#### PROBLEM TO WORK ON
Copy exactly the lines of the material below, starting with the first and including the line that holds "pub const ZERO: Decimal128".

#### DATA
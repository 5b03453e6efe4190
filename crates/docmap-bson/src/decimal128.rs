//! IEEE 754-2008 128-bit decimal floating point, binary integer decimal
//! (BID) encoding.
//!
//! Only the conversions the document model needs are implemented: exact
//! parsing from and rendering to the canonical decimal string, raw byte
//! access, and integer conversion. Arithmetic is out of scope.

use std::fmt;
use std::str::FromStr;

use crate::error::ValueError;

const EXPONENT_BIAS: i32 = 6176;
const MAX_EXPONENT: i32 = 6111;
const MIN_EXPONENT: i32 = -6176;
const MAX_DIGITS: usize = 34;
/// 10^34 - 1
const MAX_COEFFICIENT: u128 = 9_999_999_999_999_999_999_999_999_999_999_999;

const SIGN_BIT: u128 = 1 << 127;
const COMBINATION_MASK: u128 = 0b11 << 125;
const INFINITY_BITS: u128 = 0b11110 << 122;
const NAN_BITS: u128 = 0b11111 << 122;
const SPECIAL_MASK: u128 = 0b11111 << 122;
const COEFFICIENT_MASK: u128 = (1 << 113) - 1;

/// A 128-bit decimal value.
///
/// Equality is representational: `1.0` and `1` have different exponents and
/// are not equal. Use [`Decimal128::normalize`] to compare numerically.
#[derive(Clone, Copy, PartialEq, Eq, Hash)]
pub struct Decimal128 {
    bits: u128,
}

#[derive(Debug, Clone, Copy, PartialEq, Eq)]
enum Repr {
    Finite {
        negative: bool,
        exponent: i32,
        coefficient: u128,
    },
    Infinity {
        negative: bool,
    },
    NaN,
}

impl Decimal128 {
    pub const ZERO: Decimal128 = Decimal128 {
        bits: (EXPONENT_BIAS as u128) << 113,
    };
    pub const NAN: Decimal128 = Decimal128 { bits: NAN_BITS };
    pub const INFINITY: Decimal128 = Decimal128 {
        bits: INFINITY_BITS,
    };
    pub const NEG_INFINITY: Decimal128 = Decimal128 {
        bits: SIGN_BIT | INFINITY_BITS,
    };

    /// From the little-endian byte layout used by the storage format.
    pub fn from_bytes(bytes: [u8; 16]) -> Self {
        Self {
            bits: u128::from_le_bytes(bytes),
        }
    }

    pub fn bytes(&self) -> [u8; 16] {
        self.bits.to_le_bytes()
    }

    /// Builds a finite value `(-1)^negative * coefficient * 10^exponent`.
    pub fn from_parts(negative: bool, exponent: i32, coefficient: u128) -> Result<Self, ValueError> {
        if coefficient > MAX_COEFFICIENT || !(MIN_EXPONENT..=MAX_EXPONENT).contains(&exponent) {
            return Err(ValueError::Decimal128OutOfRange(format!(
                "{}{coefficient}E{exponent}",
                if negative { "-" } else { "" }
            )));
        }
        Ok(Self::encode(negative, exponent, coefficient))
    }

    pub fn from_i64(value: i64) -> Self {
        Self::encode(value < 0, 0, u128::from(value.unsigned_abs()))
    }

    /// Exact conversion from an integer with at most 34 digits.
    pub fn from_i128(value: i128) -> Result<Self, ValueError> {
        Self::from_parts(value < 0, 0, value.unsigned_abs())
    }

    fn encode(negative: bool, exponent: i32, coefficient: u128) -> Self {
        let biased = (exponent + EXPONENT_BIAS) as u128;
        let sign = if negative { SIGN_BIT } else { 0 };
        Self {
            bits: sign | (biased << 113) | coefficient,
        }
    }

    fn repr(&self) -> Repr {
        let negative = self.bits & SIGN_BIT != 0;
        if self.bits & COMBINATION_MASK == COMBINATION_MASK {
            return match self.bits & SPECIAL_MASK {
                NAN_BITS => Repr::NaN,
                INFINITY_BITS => Repr::Infinity { negative },
                _ => {
                    // Large-coefficient form: the implied coefficient always
                    // exceeds 34 digits, so the value is a non-canonical zero.
                    let biased = ((self.bits >> 111) & 0x3fff) as i32;
                    Repr::Finite {
                        negative,
                        exponent: biased - EXPONENT_BIAS,
                        coefficient: 0,
                    }
                }
            };
        }
        let biased = ((self.bits >> 113) & 0x3fff) as i32;
        let mut coefficient = self.bits & COEFFICIENT_MASK;
        if coefficient > MAX_COEFFICIENT {
            coefficient = 0;
        }
        Repr::Finite {
            negative,
            exponent: biased - EXPONENT_BIAS,
            coefficient,
        }
    }

    pub fn is_nan(&self) -> bool {
        self.repr() == Repr::NaN
    }

    pub fn is_infinite(&self) -> bool {
        matches!(self.repr(), Repr::Infinity { .. })
    }

    pub fn is_negative(&self) -> bool {
        self.bits & SIGN_BIT != 0 && !self.is_nan()
    }

    /// Strips trailing zeros from the coefficient. Zero normalizes to
    /// positive `0`; non-finite values are returned unchanged.
    pub fn normalize(&self) -> Self {
        match self.repr() {
            Repr::Finite {
                negative,
                mut exponent,
                mut coefficient,
            } => {
                if coefficient == 0 {
                    return Self::ZERO;
                }
                while coefficient % 10 == 0 && exponent < MAX_EXPONENT {
                    coefficient /= 10;
                    exponent += 1;
                }
                Self::encode(negative, exponent, coefficient)
            }
            _ => *self,
        }
    }

    /// Integer part of a finite value, and whether a non-zero fractional
    /// part was discarded. `None` for non-finite values and for integers
    /// beyond the `i128` range.
    pub fn to_integer(&self) -> Option<(i128, bool)> {
        let Repr::Finite {
            negative,
            exponent,
            coefficient,
        } = self.repr()
        else {
            return None;
        };
        if coefficient == 0 {
            return Some((0, false));
        }
        let (magnitude, fractional) = if exponent >= 0 {
            let scale = 10u128.checked_pow(exponent as u32)?;
            (coefficient.checked_mul(scale)?, false)
        } else {
            match 10u128.checked_pow(exponent.unsigned_abs()) {
                Some(scale) => (coefficient / scale, coefficient % scale != 0),
                None => (0, true),
            }
        };
        let magnitude = i128::try_from(magnitude).ok()?;
        Some((if negative { -magnitude } else { magnitude }, fractional))
    }
}

impl Default for Decimal128 {
    fn default() -> Self {
        Self::ZERO
    }
}

impl fmt::Debug for Decimal128 {
    fn fmt(&self, f: &mut fmt::Formatter<'_>) -> fmt::Result {
        write!(f, "Decimal128({self})")
    }
}

impl fmt::Display for Decimal128 {
    fn fmt(&self, f: &mut fmt::Formatter<'_>) -> fmt::Result {
        let (negative, exponent, coefficient) = match self.repr() {
            Repr::NaN => return f.write_str("NaN"),
            Repr::Infinity { negative: true } => return f.write_str("-Infinity"),
            Repr::Infinity { negative: false } => return f.write_str("Infinity"),
            Repr::Finite {
                negative,
                exponent,
                coefficient,
            } => (negative, exponent, coefficient),
        };

        let digits = coefficient.to_string();
        let adjusted = i64::from(exponent) + digits.len() as i64 - 1;
        let mut out = String::with_capacity(digits.len() + 8);
        if negative {
            out.push('-');
        }

        if exponent <= 0 && adjusted >= -6 {
            if exponent == 0 {
                out.push_str(&digits);
            } else {
                let point = digits.len() as i64 + i64::from(exponent);
                if point > 0 {
                    let (int, frac) = digits.split_at(point as usize);
                    out.push_str(int);
                    out.push('.');
                    out.push_str(frac);
                } else {
                    out.push_str("0.");
                    for _ in 0..-point {
                        out.push('0');
                    }
                    out.push_str(&digits);
                }
            }
        } else {
            let (first, rest) = digits.split_at(1);
            out.push_str(first);
            if !rest.is_empty() {
                out.push('.');
                out.push_str(rest);
            }
            out.push('E');
            if adjusted >= 0 {
                out.push('+');
            }
            out.push_str(&adjusted.to_string());
        }
        f.write_str(&out)
    }
}

impl FromStr for Decimal128 {
    type Err = ValueError;

    fn from_str(s: &str) -> Result<Self, Self::Err> {
        let invalid = || ValueError::InvalidDecimal128(s.to_owned());
        let out_of_range = || ValueError::Decimal128OutOfRange(s.to_owned());

        let (negative, body) = match s.as_bytes().first() {
            Some(b'-') => (true, &s[1..]),
            Some(b'+') => (false, &s[1..]),
            _ => (false, s),
        };
        if body.eq_ignore_ascii_case("infinity") || body.eq_ignore_ascii_case("inf") {
            return Ok(if negative {
                Self::NEG_INFINITY
            } else {
                Self::INFINITY
            });
        }
        if body.eq_ignore_ascii_case("nan") {
            return Ok(Self::NAN);
        }

        let (mantissa, exponent_text) = match body.find(['e', 'E']) {
            Some(pos) => (&body[..pos], Some(&body[pos + 1..])),
            None => (body, None),
        };

        let mut digits = String::with_capacity(mantissa.len());
        let mut fraction_len: i64 = 0;
        let mut seen_point = false;
        for ch in mantissa.chars() {
            match ch {
                '0'..='9' => {
                    digits.push(ch);
                    if seen_point {
                        fraction_len += 1;
                    }
                }
                '.' if !seen_point => seen_point = true,
                _ => return Err(invalid()),
            }
        }
        if digits.is_empty() {
            return Err(invalid());
        }

        let mut exponent: i64 = match exponent_text {
            Some(text) => {
                let unsigned = text.strip_prefix(['+', '-']).unwrap_or(text);
                if unsigned.is_empty() || !unsigned.bytes().all(|b| b.is_ascii_digit()) {
                    return Err(invalid());
                }
                text.parse().map_err(|_| invalid())?
            }
            None => 0,
        };
        exponent = exponent.checked_sub(fraction_len).ok_or_else(out_of_range)?;

        let significant = digits.trim_start_matches('0');
        let mut significant = if significant.is_empty() { "0" } else { significant };
        if significant.len() > MAX_DIGITS {
            let excess = significant.len() - MAX_DIGITS;
            let (kept, dropped) = significant.split_at(MAX_DIGITS);
            if !dropped.bytes().all(|b| b == b'0') {
                return Err(out_of_range());
            }
            significant = kept;
            exponent = i64::try_from(excess)
                .ok()
                .and_then(|excess| exponent.checked_add(excess))
                .ok_or_else(out_of_range)?;
        }
        let mut coefficient: u128 = significant.parse().map_err(|_| invalid())?;

        while exponent > i64::from(MAX_EXPONENT) && coefficient != 0 && coefficient * 10 <= MAX_COEFFICIENT {
            coefficient *= 10;
            exponent -= 1;
        }
        while exponent < i64::from(MIN_EXPONENT) && coefficient != 0 && coefficient % 10 == 0 {
            coefficient /= 10;
            exponent += 1;
        }
        if coefficient == 0 {
            exponent = exponent.clamp(i64::from(MIN_EXPONENT), i64::from(MAX_EXPONENT));
        }
        if !(i64::from(MIN_EXPONENT)..=i64::from(MAX_EXPONENT)).contains(&exponent) {
            return Err(out_of_range());
        }

        Ok(Self::encode(negative, exponent as i32, coefficient))
    }
}

#[cfg(test)]
mod tests {
    use super::*;

    fn d(s: &str) -> Decimal128 {
        s.parse().unwrap()
    }

    #[test]
    fn renders_plain_notation() {
        assert_eq!(d("0").to_string(), "0");
        assert_eq!(d("1.0").to_string(), "1.0");
        assert_eq!(d("-12.345").to_string(), "-12.345");
        assert_eq!(d("0.001").to_string(), "0.001");
        assert_eq!(d("0.000001").to_string(), "0.000001");
        assert_eq!(d("123456").to_string(), "123456");
    }

    #[test]
    fn renders_scientific_notation() {
        assert_eq!(d("1E+3").to_string(), "1E+3");
        assert_eq!(d("1e3").to_string(), "1E+3");
        assert_eq!(d("0.0000001").to_string(), "1E-7");
        assert_eq!(d("1.5E-10").to_string(), "1.5E-10");
        assert_eq!(d("0E-10").to_string(), "0E-10");
        assert_eq!(d("-0").to_string(), "-0");
    }

    #[test]
    fn renders_specials() {
        assert_eq!(d("Infinity").to_string(), "Infinity");
        assert_eq!(d("-inf").to_string(), "-Infinity");
        assert_eq!(d("NaN").to_string(), "NaN");
        assert!(d("nan").is_nan());
    }

    #[test]
    fn render_then_parse_is_identity() {
        for s in [
            "0",
            "-0",
            "1.0",
            "3.14159",
            "-1E+3",
            "9999999999999999999999999999999999",
            "1E-6176",
            "9.999999999999999999999999999999999E+6144",
            "0E+6111",
        ] {
            let value = d(s);
            assert_eq!(d(&value.to_string()), value, "{s}");
        }
    }

    #[test]
    fn bytes_round_trip_little_endian() {
        let value = d("1");
        let bytes = value.bytes();
        assert_eq!(bytes[0], 1);
        assert_eq!(bytes[15], 0x30);
        assert_eq!(bytes[14], 0x40);
        assert_eq!(Decimal128::from_bytes(bytes), value);
    }

    #[test]
    fn clamps_exponent_when_digits_allow() {
        // 1E+6112 is representable as 10E+6111.
        assert_eq!(d("1E+6112").to_string(), "1.0E+6112");
        assert!("1E+7000".parse::<Decimal128>().is_err());
        assert!("1E-7000".parse::<Decimal128>().is_err());
    }

    #[test]
    fn rejects_malformed_and_inexact_input() {
        for s in ["", "-", ".", "1..0", "1e", "1e+", "abc", "1.2.3"] {
            assert!(s.parse::<Decimal128>().is_err(), "{s}");
        }
        assert!("12345678901234567890123456789012345".parse::<Decimal128>().is_err());
        assert_eq!(
            d("12345678901234567890123456789012340").to_string(),
            "1.234567890123456789012345678901234E+34"
        );
    }

    #[test]
    fn to_integer_reports_fraction() {
        assert_eq!(d("42").to_integer(), Some((42, false)));
        assert_eq!(d("-4.50").to_integer(), Some((-4, true)));
        assert_eq!(d("1E+3").to_integer(), Some((1000, false)));
        assert_eq!(d("2.00").to_integer(), Some((2, false)));
        assert_eq!(d("1E+40").to_integer(), None);
        assert_eq!(d("Infinity").to_integer(), None);
    }

    #[test]
    fn normalize_strips_trailing_zeros() {
        assert_eq!(d("1.000").normalize(), d("1"));
        assert_eq!(d("-0.0").normalize(), Decimal128::ZERO);
        assert_eq!(d("1200").normalize().to_string(), "1.2E+3");
    }

    #[test]
    fn extreme_exponents_are_out_of_range() {
        let below = "0.5E-9223372036854775808";
        assert_eq!(
            below.parse::<Decimal128>(),
            Err(ValueError::Decimal128OutOfRange(below.to_owned()))
        );
        let above = format!("1{}E9223372036854775807", "0".repeat(34));
        assert_eq!(
            above.parse::<Decimal128>(),
            Err(ValueError::Decimal128OutOfRange(above.clone()))
        );
    }
}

#### COMPLETED TASK
repository 5b03453e6efe4190
filename crates/docmap-bson/src/decimal128.rs
//! IEEE 754-2008 128-bit decimal floating point, binary integer decimal
//! (BID) encoding.
//!
//! Only the conversions the document model needs are implemented: exact
//! parsing from and rendering to the canonical decimal string, raw byte
//! access, and integer conversion. Arithmetic is out of scope.

use std::fmt;
use std::str::FromStr;

use crate::error::ValueError;

const EXPONENT_BIAS: i32 = 6176;
const MAX_EXPONENT: i32 = 6111;
const MIN_EXPONENT: i32 = -6176;
const MAX_DIGITS: usize = 34;
/// 10^34 - 1
const MAX_COEFFICIENT: u128 = 9_999_999_999_999_999_999_999_999_999_999_999;

const SIGN_BIT: u128 = 1 << 127;
const COMBINATION_MASK: u128 = 0b11 << 125;
const INFINITY_BITS: u128 = 0b11110 << 122;
const NAN_BITS: u128 = 0b11111 << 122;
const SPECIAL_MASK: u128 = 0b11111 << 122;
const COEFFICIENT_MASK: u128 = (1 << 113) - 1;

/// A 128-bit decimal value.
///
/// Equality is representational: `1.0` and `1` have different exponents and
/// are not equal. Use [`Decimal128::normalize`] to compare numerically.
#[derive(Clone, Copy, PartialEq, Eq, Hash)]
pub struct Decimal128 {
    bits: u128,
}

#[derive(Debug, Clone, Copy, PartialEq, Eq)]
enum Repr {
    Finite {
        negative: bool,
        exponent: i32,
        coefficient: u128,
    },
    Infinity {
        negative: bool,
    },
    NaN,
}

impl Decimal128 {
    pub const ZERO: Decimal128 = Decimal128 {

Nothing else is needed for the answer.